Waktu berputar begitu cepat, berita seputar pernikahan Vreya silih berganti memenuhi televisi hingga sosial media. Bagaimana persiapan salah satu kerjaan di Jawa menyambut menantu baru keraton. Pernikahan akan digelar tujuh hari tujuh malam lengkap dengan arak-arakan keliling kota dengan kereta kencana.

Semakin mendengar beritanya, Ridho semakin hampir gila rasanya. Lelaki itu patah sepatahnya hingga kesehatannya menurun. Beruntung liga sedang libur, sehingga Ridho bisa beristirahat di kediaman kedua orang tuanya.

"Dho. Ngapain?" Tanya Zela -kakak perempuan Ridho.

Menutup tubuhnya dengan selimut Ridho hanya bergumam tak jelas.

"Udah, kita tuh jadi orang harus tahu diri Ridho. Inget kowe iku sopo, Vreya iku sopo." Lanjut Zela, naik ke tempat tidur Ridho, bersandar pada head board dan menyalakan televisi.

Siaran berita mengatakan akad pernikahan Vreya dilangsungkan siang nanti. Zela melirik adiknya yang enggan membuka selimut.

"Hanya karena kamu populer jadi pemain timnas bukan berarti kamu bisa dapetin Vreya semudah itu." Zela masih mengoceh meskipun tak ada sautan dari adik lelakinya.

"Dua jam lagi siaran akadnya tuh. Persiapkan hati. Diingat, jatuh cinta sama istri orang itu dosa."Zela akhirnya meninggalkan kamar Ridho karena tak ada response apapun dari adiknya.

--

Gambar Vreya muncul di televisi, tak ada aura bahagia terpancar disana. Gadis itu cantik dengan riasan paes ageng dan kain melilit tubuhnya. Membuat Ridho sempat terkesima diantara rasa sakit didalam dadanya.

Gambar berganti menunjukkan Radita dan Alifian duduk berhadapan siap melakukan prosesi akad nikah, menikahkan Vreya dan Alifian.

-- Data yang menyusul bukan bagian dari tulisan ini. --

use std::collections::BTreeSet;

use snapvault_store::{BlobStore, StoreError};
use tracing::{debug, info, warn};

/// Names of every temporary object a session may have created.
///
/// Entries are only ever added; the registry is consumed by
/// [`cleanup_temp_objects`] at the end of the session.
#[derive(Debug, Default, Clone)]
pub struct TempRegistry {
    names: BTreeSet<String>,
}

impl TempRegistry {
    pub fn new() -> Self {
        Self::default()
    }

    /// Records `name`. Returns `false` if it was already registered.
    pub fn register(&mut self, name: impl Into<String>) -> bool {
        self.names.insert(name.into())
    }

    pub fn contains(&self, name: &str) -> bool {
        self.names.contains(name)
    }

    pub fn len(&self) -> usize {
        self.names.len()
    }

    pub fn is_empty(&self) -> bool {
        self.names.is_empty()
    }

    pub fn iter(&self) -> impl Iterator<Item = &str> {
        self.names.iter().map(String::as_str)
    }
}

/// A temporary object that could not be deleted.
#[derive(Debug, thiserror::Error)]
#[error("failed to delete temporary object {object}: {source}")]
pub struct CleanupError {
    pub object: String,
    #[source]
    pub source: StoreError,
}

/// Outcome of a cleanup pass.
#[derive(Debug, Default)]
pub struct CleanupReport {
    pub deleted: Vec<String>,
    pub failed: Vec<CleanupError>,
}

impl CleanupReport {
    pub fn is_clean(&self) -> bool {
        self.failed.is_empty()
    }
}

/// Deletes every registered temporary object, best effort.
///
/// Failures are logged and collected but never abort the pass. The
/// destination is never deleted, even if it was registered by mistake.
/// Not cancellable: it also runs after a cancelled session.
pub async fn cleanup_temp_objects(
    store: &dyn BlobStore,
    registry: &TempRegistry,
    destination: &str,
) -> CleanupReport {
    let mut report = CleanupReport::default();
    for name in registry.iter().filter(|n| *n != destination) {
        match store.delete(name).await {
            Ok(()) => {
                debug!(object = %name, "temporary object deleted");
                report.deleted.push(name.to_string());
            }
            Err(e) => {
                warn!(object = %name, error = %e, "failed to delete temporary object");
                report.failed.push(CleanupError {
                    object: name.to_string(),
                    source: e,
                });
            }
        }
    }

    if !report.deleted.is_empty() || !report.failed.is_empty() {
        info!(
            deleted = report.deleted.len(),
            failed = report.failed.len(),
            "cleanup finished"
        );
    }
    report
}
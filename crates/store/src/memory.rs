//! In-memory blob store with fault injection.

use std::collections::{BTreeMap, HashMap, VecDeque};
use std::sync::{Arc, Mutex, MutexGuard, PoisonError};

use tracing::trace;

use crate::{
    BlobStore, Crc32c, DEFAULT_COMPOSE_LIMIT, ObjectAttrs, ObjectWriter, StoreError, StoreFuture,
};

/// A store operation, recorded in call order.
#[derive(Debug, Clone, PartialEq, Eq)]
pub enum StoreCall {
    OpenWriter(String),
    Close(String),
    Compose {
        destination: String,
        sources: Vec<String>,
    },
    Delete(String),
    List(String),
}

/// Failures to inject into a [`MemoryStore`].
#[derive(Debug, Default, Clone)]
struct FaultPlan {
    /// Object name -> pending write faults.
    writes: HashMap<String, WriteFault>,
    /// One entry per upcoming compose call: `true` = transient, `false` = rejected.
    composes: VecDeque<bool>,
    /// Report a wrong checksum on the next compose.
    corrupt_next_compose: bool,
    /// Object names whose deletion fails.
    deletes: HashMap<String, u32>,
}

#[derive(Debug, Clone, Copy)]
struct WriteFault {
    remaining: u32,
    after_bytes: usize,
}

/// In-process object store keyed by name.
///
/// Cloning yields another handle to the same objects, so tests can keep
/// one handle for inspection while the uploader owns another.
#[derive(Clone)]
pub struct MemoryStore {
    inner: Arc<Mutex<MemoryInner>>,
}

struct MemoryInner {
    objects: BTreeMap<String, Vec<u8>>,
    faults: FaultPlan,
    calls: Vec<StoreCall>,
    compose_limit: usize,
}

impl Default for MemoryStore {
    fn default() -> Self {
        Self::new()
    }
}

impl MemoryStore {
    pub fn new() -> Self {
        Self {
            inner: Arc::new(Mutex::new(MemoryInner {
                objects: BTreeMap::new(),
                faults: FaultPlan::default(),
                calls: Vec::new(),
                compose_limit: DEFAULT_COMPOSE_LIMIT,
            })),
        }
    }

    /// Overrides the compose fan-in limit.
    pub fn with_compose_limit(self, limit: usize) -> Self {
        self.lock().compose_limit = limit;
        self
    }

    fn lock(&self) -> MutexGuard<'_, MemoryInner> {
        self.inner.lock().unwrap_or_else(PoisonError::into_inner)
    }

    /// Makes the next `times` writers opened on `name` fail with a transient
    /// error once `after_bytes` bytes have been written.
    pub fn fail_writes(&self, name: &str, times: u32, after_bytes: usize) {
        self.lock().faults.writes.insert(
            name.to_string(),
            WriteFault {
                remaining: times,
                after_bytes,
            },
        );
    }

    /// Queues a failure for the next compose call.
    pub fn fail_next_compose(&self, transient: bool) {
        self.lock().faults.composes.push_back(transient);
    }

    /// Makes the next compose report a checksum that does not match its
    /// content. The composed content itself is stored correctly.
    pub fn corrupt_next_compose(&self) {
        self.lock().faults.corrupt_next_compose = true;
    }

    /// Makes the next `times` deletions of `name` fail.
    pub fn fail_deletes(&self, name: &str, times: u32) {
        self.lock().faults.deletes.insert(name.to_string(), times);
    }

    /// Stores `data` under `name` directly.
    pub fn put(&self, name: &str, data: &[u8]) {
        self.lock().objects.insert(name.to_string(), data.to_vec());
    }

    /// Returns the content of `name`, if present.
    pub fn object(&self, name: &str) -> Option<Vec<u8>> {
        self.lock().objects.get(name).cloned()
    }

    /// Returns all object names, sorted.
    pub fn names(&self) -> Vec<String> {
        self.lock().objects.keys().cloned().collect()
    }

    /// Returns every recorded call.
    pub fn calls(&self) -> Vec<StoreCall> {
        self.lock().calls.clone()
    }

    /// Returns the source lists of every compose call, in order.
    pub fn compose_calls(&self) -> Vec<Vec<String>> {
        self.lock()
            .calls
            .iter()
            .filter_map(|c| match c {
                StoreCall::Compose { sources, .. } => Some(sources.clone()),
                _ => None,
            })
            .collect()
    }
}

struct MemoryWriter {
    inner: Arc<Mutex<MemoryInner>>,
    name: String,
    buf: Vec<u8>,
    fault: Option<usize>,
}

impl ObjectWriter for MemoryWriter {
    fn write<'a>(&'a mut self, data: &'a [u8]) -> StoreFuture<'a, ()> {
        Box::pin(async move {
            if let Some(limit) = self.fault
                && self.buf.len() + data.len() > limit
            {
                let accepted = limit.saturating_sub(self.buf.len());
                self.buf.extend_from_slice(&data[..accepted]);
                return Err(StoreError::Unavailable(format!(
                    "connection reset while writing {}",
                    self.name
                )));
            }
            self.buf.extend_from_slice(data);
            Ok(())
        })
    }

    fn close(self: Box<Self>) -> StoreFuture<'static, ObjectAttrs> {
        Box::pin(async move {
            let this = *self;
            let mut inner = this.inner.lock().unwrap_or_else(PoisonError::into_inner);
            inner.calls.push(StoreCall::Close(this.name.clone()));
            let attrs = ObjectAttrs {
                name: this.name.clone(),
                size: this.buf.len() as u64,
                crc32c: Some(Crc32c::of(&this.buf)),
            };
            inner.objects.insert(this.name, this.buf);
            Ok(attrs)
        })
    }
}

impl BlobStore for MemoryStore {
    fn open_writer<'a>(&'a self, name: &'a str) -> StoreFuture<'a, Box<dyn ObjectWriter>> {
        Box::pin(async move {
            let mut inner = self.lock();
            inner.calls.push(StoreCall::OpenWriter(name.to_string()));

            let mut fault = None;
            if let Some(f) = inner.faults.writes.get_mut(name)
                && f.remaining > 0
            {
                f.remaining -= 1;
                fault = Some(f.after_bytes);
            }
            trace!(object = %name, injected_fault = fault.is_some(), "memory writer opened");

            let writer: Box<dyn ObjectWriter> = Box::new(MemoryWriter {
                inner: Arc::clone(&self.inner),
                name: name.to_string(),
                buf: Vec::new(),
                fault,
            });
            Ok(writer)
        })
    }

    fn compose<'a>(
        &'a self,
        destination: &'a str,
        sources: &'a [String],
    ) -> StoreFuture<'a, ObjectAttrs> {
        Box::pin(async move {
            let mut inner = self.lock();
            inner.calls.push(StoreCall::Compose {
                destination: destination.to_string(),
                sources: sources.to_vec(),
            });

            if sources.len() > inner.compose_limit {
                return Err(StoreError::ComposeLimit {
                    count: sources.len(),
                    limit: inner.compose_limit,
                });
            }
            if sources.is_empty() {
                return Err(StoreError::Rejected("compose requires at least one source".into()));
            }
            if let Some(transient) = inner.faults.composes.pop_front() {
                return Err(if transient {
                    StoreError::Unavailable(format!("compose into {destination} timed out"))
                } else {
                    StoreError::Rejected(format!("compose into {destination} rejected"))
                });
            }

            let mut content = Vec::new();
            for source in sources {
                let data = inner
                    .objects
                    .get(source)
                    .ok_or_else(|| StoreError::NotFound(source.clone()))?;
                content.extend_from_slice(data);
            }

            let mut crc = Crc32c::of(&content);
            if std::mem::take(&mut inner.faults.corrupt_next_compose) {
                crc = Crc32c(crc.value() ^ 0xdead_beef);
            }

            let attrs = ObjectAttrs {
                name: destination.to_string(),
                size: content.len() as u64,
                crc32c: Some(crc),
            };
            inner.objects.insert(destination.to_string(), content);
            Ok(attrs)
        })
    }

    fn delete<'a>(&'a self, name: &'a str) -> StoreFuture<'a, ()> {
        Box::pin(async move {
            let mut inner = self.lock();
            inner.calls.push(StoreCall::Delete(name.to_string()));

            if let Some(remaining) = inner.faults.deletes.get_mut(name)
                && *remaining > 0
            {
                *remaining -= 1;
                return Err(StoreError::Unavailable(format!("delete of {name} failed")));
            }
            inner.objects.remove(name);
            Ok(())
        })
    }

    fn list<'a>(&'a self, prefix: &'a str) -> StoreFuture<'a, Vec<ObjectAttrs>> {
        Box::pin(async move {
            let mut inner = self.lock();
            inner.calls.push(StoreCall::List(prefix.to_string()));
            Ok(inner
                .objects
                .range(prefix.to_string()..)
                .take_while(|(name, _)| name.starts_with(prefix))
                .map(|(name, data)| ObjectAttrs {
                    name: name.clone(),
                    size: data.len() as u64,
                    crc32c: Some(Crc32c::of(data)),
                })
                .collect())
        })
    }

    fn compose_limit(&self) -> usize {
        self.lock().compose_limit
    }

    fn location(&self) -> String {
        "memory://".into()
    }
}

Semuanya membuat Ridho semakin pusing dan merasa dingin.

Hingga ketika prosesi akad selesai dilangsungkan, bulir air mata Ridho menetes. Satu demi satu. Memalukan memang. Ridho menangisi kehilangannya atas Vreya. Tidak ada lagi Vreya yang bisa dia rindukan. Tidak ada lagi Vreya yang dia harapkan untuk bisa dia miliki.

Vreya-nya sudah menjadi milik orang lain.
Dan Ridho hanya bisa menangisinya dalam diam.

--

Italia, dua bulan kemudian.

"Gue udah di bandara, lu dimana?" Ucap Ridho berbicara disambungan teleponnya. Pandangannya beredar mencari dua orang yang berjanji menemuinya, Marselino dan Hokky.

"Gue ama Marceng udah duluan Dho tadi ketemu Justin. Lu sama Nathan sama bininya ye. Mereka udah di lounge, coba lu telepon mereka. Sorry ye." Sahut Hokky dari seberang telepon.

Berdecak kesal, Ridho mengiyakan dan mematikan sambungan teleponnya. Mengirim pesan pada Nathan, menanyakan posisi lelaki itu.

Sepuluh menit mendorong kopernya, Ridho menemukan Nathan tengah duduk berdua bersama Sarah, menikmati pesanan mereka disalah satu lounge di Bandara.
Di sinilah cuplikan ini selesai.